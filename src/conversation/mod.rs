//! 对话驱动器：多轮工具调用循环与历史回滚。
//!
//! Conversation driver. Owns the transcript, the function registry and
//! the MCP pool, and runs the outer loop per user turn: truncate history,
//! append the user message, call the provider, execute any tool calls,
//! feed results back, repeat until the assistant stops calling tools or
//! the per-turn budget runs out. Any error rolls the transcript back to
//! its pre-turn state.
//!
//! A single `Conversation` is not safe for concurrent `chat` calls;
//! callers serialise turns per conversation.

use std::sync::Arc;

use tokio::sync::mpsc::UnboundedSender;
use tokio_util::sync::CancellationToken;

use crate::dispatch::ChatBackend;
use crate::drivers::Provider;
use crate::history::History;
use crate::mcp::{McpConfig, McpPool, McpServerConfig, McpToolInfo};
use crate::registry::{FunctionRegistry, IntoTool, ToolRegistrar};
use crate::types::message::{ContentPart, ImageDetail, Message, Role};
use crate::types::request::{ChatRequest, Usage};
use crate::types::tool::{ToolCall, ToolDefinition};
use crate::{Error, Result};

const TOOL_ERROR_PREFIX: &str = "函数执行错误: ";

/// Outcome label of a completed turn.
#[derive(Debug, Clone, Copy, PartialEq, Eq)]
pub enum FinishReason {
    /// The assistant returned a message without tool calls.
    Success,
    /// The per-turn tool invocation budget was exhausted.
    MaxFunctionCalls,
}

impl FinishReason {
    pub fn as_str(&self) -> &'static str {
        match self {
            FinishReason::Success => "success",
            FinishReason::MaxFunctionCalls => "max_function_calling_nums",
        }
    }
}

/// Per-conversation budgets and generation parameters.
#[derive(Debug, Clone)]
pub struct ConversationLimits {
    /// Tool invocations allowed within one `chat` call.
    pub max_function_calls: u32,
    /// Stored for callers that want to track it; the loop itself does not
    /// consult this value.
    pub max_chat_messages: u32,
    pub max_tokens: u32,
    pub temperature: f64,
    pub max_history_tokens: usize,
    pub truncation_enabled: bool,
}

impl Default for ConversationLimits {
    fn default() -> Self {
        Self {
            max_function_calls: 15,
            max_chat_messages: 0,
            max_tokens: 5000,
            temperature: 0.7,
            max_history_tokens: 100_000,
            truncation_enabled: true,
        }
    }
}

/// Everything a finished turn reports back.
#[derive(Debug, Clone)]
pub struct ChatOutcome {
    /// The messages this turn appended, in order.
    pub messages: Vec<Message>,
    pub finish_reason: FinishReason,
    /// Usage accumulated over the conversation's lifetime.
    pub usage: Usage,
}

pub struct Conversation {
    backend: Arc<dyn ChatBackend>,
    history: History,
    system_prompt: String,
    registry: Arc<FunctionRegistry>,
    mcp: McpPool,
    pub limits: ConversationLimits,
    last_usage: Usage,
    total_usage: Usage,
}

impl Conversation {
    pub fn new(backend: Arc<dyn ChatBackend>) -> Self {
        let registry = Arc::new(FunctionRegistry::new());
        let registrar: Arc<dyn ToolRegistrar> = registry.clone();
        Self {
            backend,
            history: History::new(),
            system_prompt: String::new(),
            registry,
            mcp: McpPool::new(registrar),
            limits: ConversationLimits::default(),
            last_usage: Usage::default(),
            total_usage: Usage::default(),
        }
    }

    // -- configuration ------------------------------------------------------

    pub fn set_system_prompt(&mut self, prompt: impl Into<String>) {
        self.system_prompt = prompt.into();
    }

    pub fn system_prompt(&self) -> &str {
        &self.system_prompt
    }

    pub fn set_max_function_calls(&mut self, max: u32) {
        self.limits.max_function_calls = max;
    }

    /// Stored but never consulted by the loop.
    pub fn set_max_chat_messages(&mut self, max: u32) {
        self.limits.max_chat_messages = max;
    }

    pub fn set_max_tokens(&mut self, max: u32) {
        self.limits.max_tokens = max;
    }

    pub fn set_temperature(&mut self, temperature: f64) {
        self.limits.temperature = temperature;
    }

    pub fn set_max_history_tokens(&mut self, max: usize) {
        self.limits.max_history_tokens = max;
    }

    pub fn set_truncation_enabled(&mut self, enabled: bool) {
        self.limits.truncation_enabled = enabled;
    }

    // -- history ------------------------------------------------------------

    pub fn add_message(&mut self, role: Role, content: Vec<ContentPart>) {
        self.history.push(Message::new(role, content));
    }

    pub fn add_full_message(&mut self, message: Message) {
        self.history.push(message);
    }

    pub fn history(&self) -> &[Message] {
        self.history.messages()
    }

    pub fn last_usage(&self) -> Usage {
        self.last_usage
    }

    pub fn total_usage(&self) -> Usage {
        self.total_usage
    }

    // -- tools --------------------------------------------------------------

    /// Register a tool with auto-named parameters.
    pub fn register_function_simple<Args, F>(
        &self,
        name: impl Into<String>,
        description: impl Into<String>,
        f: F,
    ) -> Result<()>
    where
        F: IntoTool<Args>,
    {
        self.registry.register_simple(name, description, f)
    }

    /// Register a tool with named, described parameters.
    pub fn register_function<Args, F>(
        &self,
        name: impl Into<String>,
        description: impl Into<String>,
        f: F,
        param_names: &[&str],
        param_descriptions: &[&str],
    ) -> Result<()>
    where
        F: IntoTool<Args>,
    {
        self.registry
            .register(name, description, f, param_names, param_descriptions)
    }

    pub fn modify_function_descriptions(
        &self,
        name: &str,
        param_names: &[&str],
        param_descriptions: &[&str],
    ) -> Result<()> {
        self.registry
            .modify_descriptions(name, param_names, param_descriptions)
    }

    pub fn registered_tools(&self) -> Vec<ToolDefinition> {
        self.registry.tools()
    }

    // -- MCP ----------------------------------------------------------------

    pub async fn add_mcp_server(&self, config: &McpServerConfig) -> Result<()> {
        self.mcp.add_server(config).await
    }

    pub async fn remove_mcp_server(&self, name: &str) -> Result<()> {
        self.mcp.remove_server(name).await
    }

    pub async fn mcp_tools(&self) -> std::collections::HashMap<String, McpToolInfo> {
        self.mcp.tools().await
    }

    pub async fn mcp_status(&self) -> std::collections::HashMap<String, usize> {
        self.mcp.status().await
    }

    /// Load an MCP config file and connect every server in it.
    pub async fn load_mcp_config(&self, path: impl AsRef<std::path::Path>) -> Result<usize> {
        let config = McpConfig::load(path)?;
        self.mcp.connect_config(&config).await
    }

    pub async fn load_mcp_config_from_slice(&self, data: &[u8]) -> Result<usize> {
        let config = McpConfig::from_slice(data)?;
        self.mcp.connect_config(&config).await
    }

    pub async fn close_mcp(&self) -> Result<()> {
        self.mcp.close().await
    }

    // -- the loop -----------------------------------------------------------

    /// Run one user turn: text plus any base64-encoded PNG images.
    ///
    /// Messages appended during the turn are also emitted on `observer`
    /// as they happen. On error the transcript is restored to its
    /// pre-call state.
    pub async fn chat(
        &mut self,
        cancel: &CancellationToken,
        provider: Provider,
        user_text: &str,
        images: &[String],
        observer: Option<&UnboundedSender<Message>>,
    ) -> Result<ChatOutcome> {
        // Truncate once at entry, before the new user message lands.
        if self.limits.truncation_enabled {
            self.history
                .truncate(&self.system_prompt, self.limits.max_history_tokens);
        }

        let snapshot = self.history.snapshot();
        let before = self.history.len();

        match self
            .run_turn(cancel, provider, user_text, images, observer)
            .await
        {
            Ok(finish_reason) => Ok(ChatOutcome {
                messages: self.history.messages()[before..].to_vec(),
                finish_reason,
                usage: self.total_usage,
            }),
            Err(e) => {
                self.history.restore(snapshot);
                Err(e)
            }
        }
    }

    async fn run_turn(
        &mut self,
        cancel: &CancellationToken,
        provider: Provider,
        user_text: &str,
        images: &[String],
        observer: Option<&UnboundedSender<Message>>,
    ) -> Result<FinishReason> {
        let content = build_user_content(user_text, images);
        if !content.is_empty() {
            let message = Message::new(Role::User, content);
            emit(observer, &message);
            self.history.push(message);
        }

        let tools = self.registry.tools();
        let tools = if tools.is_empty() { None } else { Some(tools) };

        let mut function_call_count = 0u32;
        'turn: loop {
            let req = ChatRequest {
                model: None,
                messages: self.history.snapshot(),
                tools: tools.clone(),
                max_tokens: Some(self.limits.max_tokens),
                temperature: Some(self.limits.temperature),
                stream: false,
                system_prompt: if self.system_prompt.is_empty() {
                    None
                } else {
                    Some(self.system_prompt.clone())
                },
            };

            let resp = self.backend.chat(cancel, provider, &req).await?;
            self.last_usage = resp.usage;
            self.total_usage.accumulate(&resp.usage);

            let Some(choice) = resp.choices.into_iter().next() else {
                break 'turn;
            };
            let message = choice.message;
            emit(observer, &message);
            self.history.push(message.clone());

            if message.tool_calls.is_empty() {
                break 'turn;
            }

            for call in &message.tool_calls {
                function_call_count += 1;
                // The over-budget call still executes so the transcript
                // keeps its call/result pairing; no further round runs.
                self.execute_tool_call(call, observer).await?;
                if function_call_count > self.limits.max_function_calls {
                    return Ok(FinishReason::MaxFunctionCalls);
                }
            }
        }

        Ok(FinishReason::Success)
    }

    async fn execute_tool_call(
        &mut self,
        call: &ToolCall,
        observer: Option<&UnboundedSender<Message>>,
    ) -> Result<()> {
        let name = &call.function.name;
        if !self.registry.contains(name) {
            return Err(Error::UnknownFunction(name.clone()));
        }

        let text = match self
            .registry
            .call(name, call.function.arguments_json())
            .await
        {
            Ok(text) => text,
            Err(e) => {
                tracing::debug!("tool {name} failed: {e}");
                format!("{TOOL_ERROR_PREFIX}{e}")
            }
        };

        let message = Message::tool_result(&call.id, text);
        emit(observer, &message);
        self.history.push(message);
        Ok(())
    }
}

fn emit(observer: Option<&UnboundedSender<Message>>, message: &Message) {
    if let Some(tx) = observer {
        let _ = tx.send(message.clone());
    }
}

/// Assemble the user message parts: optional text plus one high-detail
/// data-URI image part per base64 payload.
fn build_user_content(user_text: &str, images: &[String]) -> Vec<ContentPart> {
    let mut content = Vec::new();
    if !user_text.is_empty() {
        content.push(ContentPart::text(user_text));
    }
    for image in images {
        content.push(ContentPart::image_url(
            format!("data:image/png;base64,{image}"),
            Some(ImageDetail::High),
        ));
    }
    content
}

• [TASK INSTRUCTIONS] The answer should consist of the lines from the first line of the entries through the line with "MCP pool, and", copied exactly.

• [EXERCISE OUTPUT]
filename src/conversation/mod.rs
//! 对话驱动器：多轮工具调用循环与历史回滚。
//!
//! Conversation driver. Owns the transcript, the function registry and
//! the MCP pool, and runs the outer loop per user turn: truncate history,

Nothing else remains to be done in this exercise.